Sanctions are one potential tool.
The United States targeted the pipeline with sanctions legislation in 2017, 2019 and 2020, according to the Congressional Research Service. In January 2021, the Trump administration even imposed sanctions on a pipe-laying barge that Gazprom used to build Nord Stream 2.
Still, the pipeline was completed, raising questions about whether additional sanctions would be effective in preventing it from coming online.
“US officials have suggested the administration’s ability to prevent the pipeline from becoming operational is limited, even with additional sanctions,” Congressional Research Service analysts wrote in December.
Germany has much more control over the project. But it also has much more on the line.
The view from Berlin and Moscow
Russia accounts for more than half of Germany’s gas imports.
The relationship goes back decades. Former Chancellor Gerhard Schröder committed in 2000 to phasing out Germany’s nuclear power plants, a policy that continued under his successor, Angela Merkel.
Schröder also helped orchestrate the deal to construct the first Nord Stream pipeline, which runs parallel to Nord Stream 2, and took a job as head of the shareholders’ committee shortly after leaving office. He was nominated last week to join the board of Gazprom.
The Russian gas giant is the sole shareholder in Nord Stream 2 but 50% of the total cost of the project is being provided by five European energy companies, including Wintershall and Uniper of Germany. The other financial backers are Britain’s Shell, Engie of France and OMV of Austria.
Ulrich Speck, a visiting senior fellow at the German Marshall Fund, said that Germany invested in Russia over the past two decades in hopes of modernizing the country and bringing about political change.
“Now all of these economic relationships are becoming geopolitically problematic and [Germany has to] revise its attitude towards Russia,” Speck said during a panel discussion at the Hudson Institute on Monday.
Still, it would be legally complicated for Germany to drop Nord Stream 2, according to Kadri Liik, a fellow at the European Council on Foreign Relations.
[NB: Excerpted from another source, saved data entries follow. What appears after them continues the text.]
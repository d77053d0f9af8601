//! Weapons: damage policies, hitscan and projectile fire, hit resolution.
//!
//! Both weapon kinds funnel into one [`WeaponHit`] message and one resolver.
//! A weapon's [`DamagePolicy`] decides how a hit turns into damage and
//! impulse — swapping a rifle for a radial launcher is a data change, the
//! resolver never branches on the weapon kind itself.

pub mod fire;
pub mod projectile;
pub mod resolver;

use bevy::prelude::*;
use std::time::Duration;

use crate::gameplay::DamageKind;
use crate::{GameSet, gameplay_running};

// === Constants ===

/// Impulse magnitude per hit (N·s). One knob shared by every impulse shape.
pub const IMPULSE_STRENGTH: f32 = 8.0;

/// Muzzle offset in camera space: right, down, forward.
pub const MUZZLE_OFFSET: Vec3 = Vec3::new(0.15, -0.12, -0.5);

pub const RIFLE_DAMAGE: f32 = 10.0;
pub const RIFLE_RANGE: f32 = 60.0;
const RIFLE_COOLDOWN: f32 = 0.25;

pub const LAUNCHER_DAMAGE: f32 = 50.0;
pub const LAUNCHER_RADIUS: f32 = 3.0;
const LAUNCHER_SPEED: f32 = 18.0;
const LAUNCHER_COOLDOWN: f32 = 1.0;

// === Components ===

/// Loadout slot a weapon occupies; also the payload of a switch action.
#[derive(Component, Debug, Clone, Copy, PartialEq, Eq, Hash, Reflect)]
#[reflect(Component)]
pub enum WeaponSlot {
    Rifle,
    Launcher,
}

/// Shared weapon state: impulse magnitude, muzzle, and refire cooldown.
#[derive(Component, Debug, Clone, Reflect)]
#[reflect(Component)]
pub struct Weapon {
    pub impulse_strength: f32,
    pub muzzle_offset: Vec3,
    pub cooldown: Timer,
}

impl Weapon {
    /// The cooldown starts expired so the first trigger pull fires.
    fn ready(cooldown_secs: f32) -> Self {
        let mut cooldown = Timer::from_seconds(cooldown_secs, TimerMode::Once);
        cooldown.tick(Duration::from_secs_f32(cooldown_secs));
        Self {
            impulse_strength: IMPULSE_STRENGTH,
            muzzle_offset: MUZZLE_OFFSET,
            cooldown,
        }
    }
}

/// How a hit becomes an impulse. The same tag also selects the damage shape
/// (point for `Ray`/`Point`, sphere for `Radial`, actor-wide for `None`).
#[derive(Debug, Clone, Copy, PartialEq, Eq, Default, Reflect)]
pub enum ImpulseKind {
    /// Push along the reversed impact normal, at the impact point.
    #[default]
    Ray,
    /// Push along the projectile's travel direction, at the impact point.
    Point,
    /// Sphere of force around the projectile; requires a projectile.
    Radial,
    /// No impulse; damage falls back to a plain actor-wide application.
    None,
}

/// Designer-authored damage policy, one per weapon. A weapon carrying no
/// policy fires inert rounds — every hit resolves to nothing.
#[derive(Component, Debug, Clone, PartialEq, Reflect)]
#[reflect(Component)]
pub struct DamagePolicy {
    pub impulse: ImpulseKind,
    pub amount: f32,
    pub kind: DamageKind,
}

/// Marker for a hitscan weapon: instant ray up to `range`.
#[derive(Component, Debug, Clone, Reflect)]
#[reflect(Component)]
pub struct HitscanWeapon {
    pub range: f32,
}

/// Marker for a projectile weapon: spawns a physical round.
#[derive(Component, Debug, Clone, Reflect)]
#[reflect(Component)]
pub struct ProjectileWeapon {
    pub speed: f32,
    /// Radial-effect extent carried by every spawned round.
    pub radius: f32,
    /// `false` keeps the round alive after impact (bouncing grenade).
    pub destroy_on_hit: bool,
}

/// Marker on the currently selected weapon.
#[derive(Component, Debug, Clone, Copy, Reflect)]
#[reflect(Component)]
pub struct ActiveWeapon;

// === Loadout ===

/// The starting slot-1 weapon: hitscan rifle, selected by default.
pub fn rifle_bundle() -> impl Bundle {
    (
        Name::new("Rifle"),
        WeaponSlot::Rifle,
        Weapon::ready(RIFLE_COOLDOWN),
        DamagePolicy {
            impulse: ImpulseKind::Ray,
            amount: RIFLE_DAMAGE,
            kind: DamageKind::Bullet,
        },
        HitscanWeapon { range: RIFLE_RANGE },
        ActiveWeapon,
        Transform::default(),
    )
}

/// The slot-2 weapon: radial projectile launcher.
pub fn launcher_bundle() -> impl Bundle {
    (
        Name::new("Launcher"),
        WeaponSlot::Launcher,
        Weapon::ready(LAUNCHER_COOLDOWN),
        DamagePolicy {
            impulse: ImpulseKind::Radial,
            amount: LAUNCHER_DAMAGE,
            kind: DamageKind::Blast,
        },
        ProjectileWeapon {
            speed: LAUNCHER_SPEED,
            radius: LAUNCHER_RADIUS,
            destroy_on_hit: true,
        },
        Transform::default(),
    )
}

// === Messages ===

/// Where a shot landed. The ECS collapses the engine's actor/body split —
/// whether the struck entity counts as a physical body is the resolver's
/// question, answered against its `RigidBody` at resolution time.
#[derive(Debug, Clone, Copy)]
pub struct SurfaceHit {
    pub actor: Entity,
    pub point: Vec3,
    pub normal: Vec3,
}

/// Spatial context of the projectile that delivered a hit. Absent for
/// hitscan rays, which is exactly what makes radial effects unreachable
/// from them.
#[derive(Debug, Clone, Copy)]
pub struct ProjectileContext {
    pub entity: Entity,
    pub radius: f32,
    pub velocity: Vec3,
    pub position: Vec3,
}

/// One weapon hit awaiting resolution. Consumed the same frame, never stored.
#[derive(Message, Debug, Clone)]
pub struct WeaponHit {
    pub shooter: Entity,
    pub weapon: Entity,
    pub impulse_strength: f32,
    pub policy: Option<DamagePolicy>,
    pub hit: SurfaceHit,
    pub projectile: Option<ProjectileContext>,
}

/// Broadcast per hitscan impact, for effects and observers.
#[derive(Message, Debug, Clone, Copy)]
pub struct HitscanImpact {
    pub target: Entity,
    pub point: Vec3,
    pub direction: Vec3,
}

// === Plugin ===

pub(super) fn plugin(app: &mut App) {
    app.register_type::<WeaponSlot>()
        .register_type::<Weapon>()
        .register_type::<DamagePolicy>()
        .register_type::<HitscanWeapon>()
        .register_type::<ProjectileWeapon>()
        .register_type::<ActiveWeapon>()
        .register_type::<projectile::Projectile>();
    app.add_message::<WeaponHit>();
    app.add_message::<HitscanImpact>();

    // Fire → contacts → resolve, all ahead of the damage sink so a hit
    // lands the same frame the trigger is pulled.
    app.add_systems(
        Update,
        (
            fire::tick_weapon_cooldowns,
            fire::switch_weapons,
            fire::fire_hitscan,
            fire::fire_projectile,
            projectile::handle_projectile_contacts,
            resolver::resolve_weapon_hits,
        )
            .chain()
            .in_set(GameSet::Combat)
            .before(crate::gameplay::combat::apply_damage)
            .run_if(gameplay_running),
    );
}

#[cfg(test)]
mod tests {
    use super::*;

    #[allow(clippy::assertions_on_constants)]
    #[test]
    fn constants_are_valid() {
        assert!(IMPULSE_STRENGTH > 0.0);
        assert!(RIFLE_DAMAGE > 0.0);
        assert!(RIFLE_RANGE > 0.0);
        assert!(LAUNCHER_DAMAGE > 0.0);
        assert!(LAUNCHER_RADIUS > 0.0);
    }

    #[test]
    fn fresh_weapons_start_ready() {
        let weapon = Weapon::ready(RIFLE_COOLDOWN);
        assert!(weapon.cooldown.is_finished());
    }
}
She also said the importance of the pipeline is “totally overblown.”
“Putin might want Nord Stream 2, but he doesn’t want it so much. He definitely wants Ukraine more than that pipeline, so it’s not something you can use to deter Putin,” Liik said during a panel discussion hosted by the Carnegie Endowment.
Huge consequences
The United States and its allies are racing to draw up contingency plans in case supplies of Russian gas are choked off by conflict in Ukraine.
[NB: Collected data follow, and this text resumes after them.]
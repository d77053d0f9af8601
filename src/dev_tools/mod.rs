//! Development tools — only included with `cargo run --features dev`.
//!
//! Debug spawners and hit tracing go here. This module is stripped from
//! release builds.

use avian3d::prelude::*;
use bevy::prelude::*;
use rand::Rng;

use crate::gameplay::Health;
use crate::gameplay::level::LevelAssets;
use crate::gameplay::player::Grabbable;
use crate::gameplay::weapons::HitscanImpact;
use crate::screens::GameState;
use crate::third_party::CollisionLayer;
use crate::{GameSet, gameplay_running};

/// Edge length of debug-spawned crates.
const DEBUG_CRATE_SIZE: f32 = 0.4;

/// Height above the floor debug crates drop from.
const DEBUG_DROP_HEIGHT: f32 = 4.0;

/// Drops an extra crate into the range on B, for testing grabs and blasts.
fn debug_spawn_crate(
    keyboard: Res<ButtonInput<KeyCode>>,
    assets: Res<LevelAssets>,
    mut commands: Commands,
) {
    if !keyboard.just_pressed(KeyCode::KeyB) {
        return;
    }

    let mut rng = rand::rng();
    let position = Vec3::new(
        rng.random_range(-3.0..3.0),
        DEBUG_DROP_HEIGHT,
        rng.random_range(-3.0..3.0),
    );

    commands.spawn((
        Name::new("Debug Crate"),
        Grabbable,
        Health::new(40.0),
        Mesh3d(assets.crate_mesh.clone()),
        MeshMaterial3d(assets.crate_material.clone()),
        Transform::from_translation(position),
        RigidBody::Dynamic,
        Collider::cuboid(DEBUG_CRATE_SIZE, DEBUG_CRATE_SIZE, DEBUG_CRATE_SIZE),
        CollisionLayers::new(CollisionLayer::Prop, LayerMask::ALL),
        DespawnOnExit(GameState::InGame),
    ));
}

/// Traces every hitscan impact to the log.
fn trace_hitscan_impacts(mut impacts: MessageReader<HitscanImpact>) {
    for impact in impacts.read() {
        debug!(
            "hitscan impact on {:?} at {:.2?} along {:.2?}",
            impact.target, impact.point, impact.direction
        );
    }
}

pub(super) fn plugin(app: &mut App) {
    app.add_systems(
        Update,
        (debug_spawn_crate, trace_hitscan_impacts)
            .in_set(GameSet::Input)
            .run_if(gameplay_running),
    );
}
The White House said last month that it was talking to countries and companies about ramping up output. They’re also trying to identify alternative sources of natural gas that could be rerouted to Europe.
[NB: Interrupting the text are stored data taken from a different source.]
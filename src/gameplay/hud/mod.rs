//! In-game HUD: crosshair, remaining-target counter, stamina bar.

use bevy::prelude::*;

use crate::gameplay::objective::TargetCountChanged;
use crate::gameplay::player::{GrabAim, Player, Stamina};
use crate::screens::GameState;
use crate::theme::palette;
use crate::{GameSet, gameplay_running};

// === Layout Constants ===

const CROSSHAIR_SIZE: f32 = 6.0;
const STAMINA_BAR_WIDTH: f32 = 220.0;
const STAMINA_BAR_HEIGHT: f32 = 10.0;
const HUD_MARGIN: f32 = 24.0;

// === Components ===

/// Marker: the center-screen crosshair dot.
#[derive(Component, Debug, Clone, Copy, Reflect)]
#[reflect(Component)]
pub struct Crosshair;

/// Marker: "Targets: N/M" readout.
#[derive(Component, Debug, Clone, Copy, Reflect)]
#[reflect(Component)]
pub struct TargetCounterText;

/// Marker: stamina bar fill node (scales with the stamina ratio).
#[derive(Component, Debug, Clone, Copy, Reflect)]
#[reflect(Component)]
pub struct StaminaBarFill;

// === Systems ===

fn spawn_hud(mut commands: Commands) {
    commands.spawn((
        Name::new("Crosshair"),
        Crosshair,
        Node {
            position_type: PositionType::Absolute,
            left: Val::Percent(50.0),
            top: Val::Percent(50.0),
            width: Val::Px(CROSSHAIR_SIZE),
            height: Val::Px(CROSSHAIR_SIZE),
            margin: UiRect::all(Val::Px(-CROSSHAIR_SIZE / 2.0)),
            ..default()
        },
        BorderRadius::MAX,
        BackgroundColor(palette::CROSSHAIR),
        DespawnOnExit(GameState::InGame),
    ));

    commands.spawn((
        Name::new("Target Counter"),
        TargetCounterText,
        Text::new("Targets: -"),
        TextFont::from_font_size(palette::FONT_SIZE_HUD),
        TextColor(palette::TARGET_COUNTER_TEXT),
        Node {
            position_type: PositionType::Absolute,
            top: Val::Px(HUD_MARGIN),
            right: Val::Px(HUD_MARGIN),
            ..default()
        },
        DespawnOnExit(GameState::InGame),
    ));

    commands.spawn((
        Name::new("Stamina Bar"),
        Node {
            position_type: PositionType::Absolute,
            bottom: Val::Px(HUD_MARGIN),
            left: Val::Px(HUD_MARGIN),
            width: Val::Px(STAMINA_BAR_WIDTH),
            height: Val::Px(STAMINA_BAR_HEIGHT),
            ..default()
        },
        BackgroundColor(palette::STAMINA_BAR_BG),
        DespawnOnExit(GameState::InGame),
        children![(
            Name::new("Stamina Fill"),
            StaminaBarFill,
            Node {
                width: Val::Percent(100.0),
                height: Val::Percent(100.0),
                ..default()
            },
            BackgroundColor(palette::STAMINA_BAR_FILL),
        )],
    ));
}

/// Rewrites the counter on every count-changed broadcast.
fn update_target_counter(
    mut changes: MessageReader<TargetCountChanged>,
    mut counters: Query<&mut Text, With<TargetCounterText>>,
) {
    let Some(change) = changes.read().last() else {
        return;
    };
    for mut text in &mut counters {
        text.0 = format!("Targets: {}/{}", change.remaining, change.total);
    }
}

/// Scales the stamina fill with the player's stamina ratio and tints it
/// when too exhausted to sprint.
fn update_stamina_bar(
    players: Query<&Stamina, With<Player>>,
    mut fills: Query<(&mut Node, &mut BackgroundColor), With<StaminaBarFill>>,
) {
    let Ok(stamina) = players.single() else {
        return;
    };
    for (mut node, mut color) in &mut fills {
        node.width = Val::Percent(stamina.ratio() * 100.0);
        color.0 = if stamina.depleted() {
            palette::STAMINA_BAR_DEPLETED
        } else {
            palette::STAMINA_BAR_FILL
        };
    }
}

/// Lights the crosshair up when a grabbable prop is under the aim ray.
fn update_crosshair(
    players: Query<&GrabAim, With<Player>>,
    mut crosshairs: Query<&mut BackgroundColor, With<Crosshair>>,
) {
    let Ok(aim) = players.single() else {
        return;
    };
    for mut color in &mut crosshairs {
        color.0 = if aim.target.is_some() {
            palette::CROSSHAIR_GRAB
        } else {
            palette::CROSSHAIR
        };
    }
}

// === Plugin ===

pub(super) fn plugin(app: &mut App) {
    app.register_type::<Crosshair>()
        .register_type::<TargetCounterText>()
        .register_type::<StaminaBarFill>();

    app.add_systems(OnEnter(GameState::InGame), spawn_hud);
    app.add_systems(
        Update,
        (update_target_counter, update_stamina_bar, update_crosshair)
            .in_set(GameSet::Ui)
            .run_if(gameplay_running),
    );
}

#[cfg(test)]
mod tests {
    use super::*;
    use crate::testing::assert_entity_count;

    fn create_hud_test_app() -> App {
        let mut app = crate::testing::create_base_test_app();
        app.add_message::<TargetCountChanged>();
        app.add_systems(OnEnter(GameState::InGame), spawn_hud);
        app.add_systems(
            Update,
            (update_target_counter, update_stamina_bar, update_crosshair),
        );
        crate::testing::transition_to_ingame(&mut app);
        app.update(); // Apply deferred spawns
        app
    }

    #[test]
    fn hud_spawns_on_enter_ingame() {
        let mut app = create_hud_test_app();

        assert_entity_count::<With<Crosshair>>(&mut app, 1);
        assert_entity_count::<With<TargetCounterText>>(&mut app, 1);
        assert_entity_count::<With<StaminaBarFill>>(&mut app, 1);
    }

    #[test]
    fn counter_reflects_count_changes() {
        let mut app = create_hud_test_app();

        app.world_mut().write_message(TargetCountChanged {
            remaining: 3,
            total: 5,
        });
        app.update();

        let mut texts = app
            .world_mut()
            .query_filtered::<&Text, With<TargetCounterText>>();
        let text = texts.single(app.world()).unwrap();
        assert_eq!(text.0, "Targets: 3/5");
    }

    #[test]
    fn stamina_bar_tracks_ratio() {
        let mut app = create_hud_test_app();
        app.world_mut().spawn((
            Player,
            Stamina {
                current: 25.0,
                max: 100.0,
            },
        ));

        app.update();

        let mut fills = app
            .world_mut()
            .query_filtered::<&Node, With<StaminaBarFill>>();
        let node = fills.single(app.world()).unwrap();
        assert!(matches!(node.width, Val::Percent(p) if (p - 25.0).abs() < 0.001));
    }

    #[test]
    fn crosshair_lights_up_over_grabbable() {
        let mut app = create_hud_test_app();
        let player = app.world_mut().spawn((Player, GrabAim::default())).id();
        app.update();

        {
            let mut crosshairs = app
                .world_mut()
                .query_filtered::<&BackgroundColor, With<Crosshair>>();
            assert_eq!(
                crosshairs.single(app.world()).unwrap().0,
                palette::CROSSHAIR
            );
        }

        let prop = app.world_mut().spawn_empty().id();
        app.world_mut().get_mut::<GrabAim>(player).unwrap().target = Some(prop);
        app.update();

        let mut crosshairs = app
            .world_mut()
            .query_filtered::<&BackgroundColor, With<Crosshair>>();
        assert_eq!(
            crosshairs.single(app.world()).unwrap().0,
            palette::CROSSHAIR_GRAB
        );
    }
}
“We are building a partnership for energy security with the US, which is primarily about more LNG gas supplies,” European Commission President Ursula von der Leyen said Monday. “We are talking to other gas suppliers, for example Norway, about increasing their supplies to Europe,” she added.
But Europe would struggle to survive for long without Russian gas, and finding alternative sources presents a huge logistical challenge.
New pipelines and gas liquefaction facilities take years to build. And redirecting large volumes of the fossil fuel at a time when the global market and transport networks are already stretched would require cooperation from major gas exporters like Qatar, which may not have much wiggle room.
Nikos Tsafos, an energy expert at the Center for Strategic and International Studies, told CNN Business recently that minor supply disruptions would bend but not break the system. A worst-case scenario in which Russian gas disappears completely, however, would be a different story.
“A cutoff of gas flows through Ukraine is painful but manageable,” Tsafos said. “A total cutoff of Russian energy exports would be catastrophic. There’s no way for Europe to replace those volumes in any meaningful way.”
— Julia Horowitz contributed reporting.